In April, NYSNA nurses from Albany Medical Center joined 1199SEIU healthcare workers to hold a speak-out to push back on a proposal to reduce beds and services at Albany Med Health System’s Columbia Memorial Hospital in Hudson, NY. As the only hospital in Columbia and Greene counties, hundreds of thousands of New Yorkers rely on Columbia for access to healthcare services. A reduction in services at the facility would force residents of Columbia and Greene counties to rely on Albany Medical Center for care, undoubtedly putting strain on a hospital that already has some of the longest ER wait times in the country.  

A Statewide Fight  

While federal cuts to healthcare funding are impacting safety-net and community hospitals across New York State, hospital management cannot cut costs on the backs of frontline caregivers or the vulnerable communities they serve. The solution to decreased funding is not stripping nurses of critical benefits or further reducing access to care for rural communities. In the face of these cuts, hospital executives must work harder to protect the health and safety of patients and nurses, not make short-sighted cuts at the expense of everyday New Yorkers.  

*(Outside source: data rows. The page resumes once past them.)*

//! Disassembler for LC-3 programs.
//!
//! Converts instruction words back to readable assembly.

use crate::cpu::decode::{
    decode, AluOperands, BaseOffsetOperands, BranchOperands, ImmediateOperands, Instruction,
    PcOffsetOperands, RegisterOperands, SubroutineTarget, UnaryOperands,
};
use crate::cpu::registers::Register;
use crate::word::{SignedWord, Word};

/// Disassemble a single word.
///
/// Without a load address, PC-relative operands are shown as offsets.
pub fn disassemble_word(word: Word) -> String {
    format_instruction(&decode(word), None)
}

/// Disassemble a word fetched from `pc`, resolving PC-relative operands
/// to absolute addresses.
pub fn disassemble_at(pc: Word, word: Word) -> String {
    format_instruction(&decode(word), Some(pc))
}

/// Disassemble a block of words loaded at `origin`.
pub fn disassemble(origin: Word, words: &[Word]) -> String {
    let mut output = String::new();
    output.push_str("; LC-3 Disassembly\n");
    output.push_str("; ----------------\n\n");

    let mut pc = origin;
    for &word in words {
        let line = disassemble_at(pc, word);
        output.push_str(&format!("x{:04X}: {}  ; x{:04X}\n", pc, line, word));
        pc = pc.wrapping_add(1);
    }

    output
}

/// Format a decoded instruction as assembly text.
fn format_instruction(instr: &Instruction, pc: Option<Word>) -> String {
    let target = |offset: SignedWord| match pc.and_then(|pc| instr.target(pc)) {
        Some(addr) => format!("x{addr:04X}"),
        None => format_offset(offset),
    };

    match *instr {
        Instruction::Add(ops) => format!("ADD {}", format_alu(ops)),
        Instruction::And(ops) => format!("AND {}", format_alu(ops)),
        Instruction::Not(UnaryOperands { dest, src }) => format!("NOT {dest}, {src}"),

        Instruction::Branch(BranchOperands { mask, offset }) => {
            if !(mask.n || mask.z || mask.p) {
                return "NOP".to_string();
            }
            let mut name = String::from("BR");
            if mask.n {
                name.push('n');
            }
            if mask.z {
                name.push('z');
            }
            if mask.p {
                name.push('p');
            }
            format!("{name} {}", target(offset))
        }

        Instruction::Jump { base: Register::R7 } => "RET".to_string(),
        Instruction::Jump { base } => format!("JMP {base}"),
        Instruction::JumpSubroutine(SubroutineTarget::PcRelative { offset }) => {
            format!("JSR {}", target(offset))
        }
        Instruction::JumpSubroutine(SubroutineTarget::Register(base)) => format!("JSRR {base}"),

        Instruction::Load(PcOffsetOperands { reg, offset }) => {
            format!("LD {reg}, {}", target(offset))
        }
        Instruction::LoadIndirect(PcOffsetOperands { reg, offset }) => {
            format!("LDI {reg}, {}", target(offset))
        }
        Instruction::LoadEffectiveAddress(PcOffsetOperands { reg, offset }) => {
            format!("LEA {reg}, {}", target(offset))
        }
        Instruction::Store(PcOffsetOperands { reg, offset }) => {
            format!("ST {reg}, {}", target(offset))
        }
        Instruction::StoreIndirect(PcOffsetOperands { reg, offset }) => {
            format!("STI {reg}, {}", target(offset))
        }
        Instruction::LoadBaseOffset(BaseOffsetOperands { reg, base, offset }) => {
            format!("LDR {reg}, {base}, {}", format_offset(offset))
        }
        Instruction::StoreBaseOffset(BaseOffsetOperands { reg, base, offset }) => {
            format!("STR {reg}, {base}, {}", format_offset(offset))
        }

        Instruction::Trap(vector) => match vector.name() {
            Some(name) => name.to_string(),
            None => format!("TRAP {vector}"),
        },

        Instruction::Reserved { word } => format!(".FILL x{word:04X}"),
    }
}

fn format_alu(ops: AluOperands) -> String {
    match ops {
        AluOperands::Register(RegisterOperands { dest, src1, src2 }) => {
            format!("{dest}, {src1}, {src2}")
        }
        AluOperands::Immediate(ImmediateOperands { dest, src1, imm }) => {
            format!("{dest}, {src1}, {}", format_offset(imm))
        }
    }
}

fn format_offset(value: SignedWord) -> String {
    format!("#{value}")
}

#[cfg(test)]
mod tests {
    use super::*;

    #[test]
    fn test_disassemble_alu() {
        assert_eq!(disassemble_word(0x1220), "ADD R1, R0, #0");
        assert_eq!(disassemble_word(0x14C4), "ADD R2, R3, R4");
        assert_eq!(disassemble_word(0x503F), "AND R0, R0, #-1");
        assert_eq!(disassemble_word(0x98FF), "NOT R4, R3");
    }

    #[test]
    fn test_disassemble_traps() {
        assert_eq!(disassemble_word(0xF025), "HALT");
        assert_eq!(disassemble_word(0xF022), "PUTS");
        assert_eq!(disassemble_word(0xF030), "TRAP x30");
    }

    #[test]
    fn test_disassemble_reserved() {
        assert_eq!(disassemble_word(0xD123), ".FILL xD123");
        assert_eq!(disassemble_word(0x8000), ".FILL x8000");
    }

    #[test]
    fn test_branch_offsets_and_targets() {
        // BRnz #-1
        assert_eq!(disassemble_word(0x0DFF), "BRnz #-1");
        assert_eq!(disassemble_at(0x3002, 0x0DFF), "BRnz x3002");
        assert_eq!(disassemble_word(0x0000), "NOP");
        assert_eq!(disassemble_word(0x0E01), "BRnzp #1");
    }

    #[test]
    fn test_control_and_memory() {
        assert_eq!(disassemble_word(0xC1C0), "RET");
        assert_eq!(disassemble_word(0xC140), "JMP R5");
        assert_eq!(disassemble_word(0x4080), "JSRR R2");
        assert_eq!(disassemble_at(0x3000, 0x4805), "JSR x3006");
        assert_eq!(disassemble_at(0x3000, 0x2005), "LD R0, x3006");
        assert_eq!(disassemble_word(0x66BF), "LDR R3, R2, #-1");
        assert_eq!(disassemble_word(0x7042), "STR R0, R1, #2");
    }

    #[test]
    fn test_disassemble_block() {
        let text = disassemble(0x3000, &[0xE002, 0xF022, 0xF025]);
        assert!(text.contains("x3000: LEA R0, x3003  ; xE002"));
        assert!(text.contains("x3001: PUTS"));
        assert!(text.contains("x3002: HALT  ; xF025"));
    }

    #[test]
    fn test_disassemble_block_layout() {
        let text = disassemble(0xFFFF, &[0x1220, 0xF025]);
        let lines: Vec<&str> = text.lines().collect();
        assert_eq!(
            lines,
            [
                "; LC-3 Disassembly",
                "; ----------------",
                "",
                "xFFFF: ADD R1, R0, #0  ; x1220",
                "x0000: HALT  ; xF025",
            ]
        );
        assert!(text.ends_with('\n'));
    }
}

State legislators must also prioritize fair funding for New York’s public, safety-net and rural hospitals and improving access to care for all New Yorkers in the face of federal attacks. NYSNA members are headed back to Albany this week to lobby for sustainable hospital funding, New York for All to ensure our hospitals remain places of safety and healing for immigrant patients, and more. NYSNA nurses will not back down when cuts to healthcare funding threaten the health and safety of our colleagues, our families, and our communities!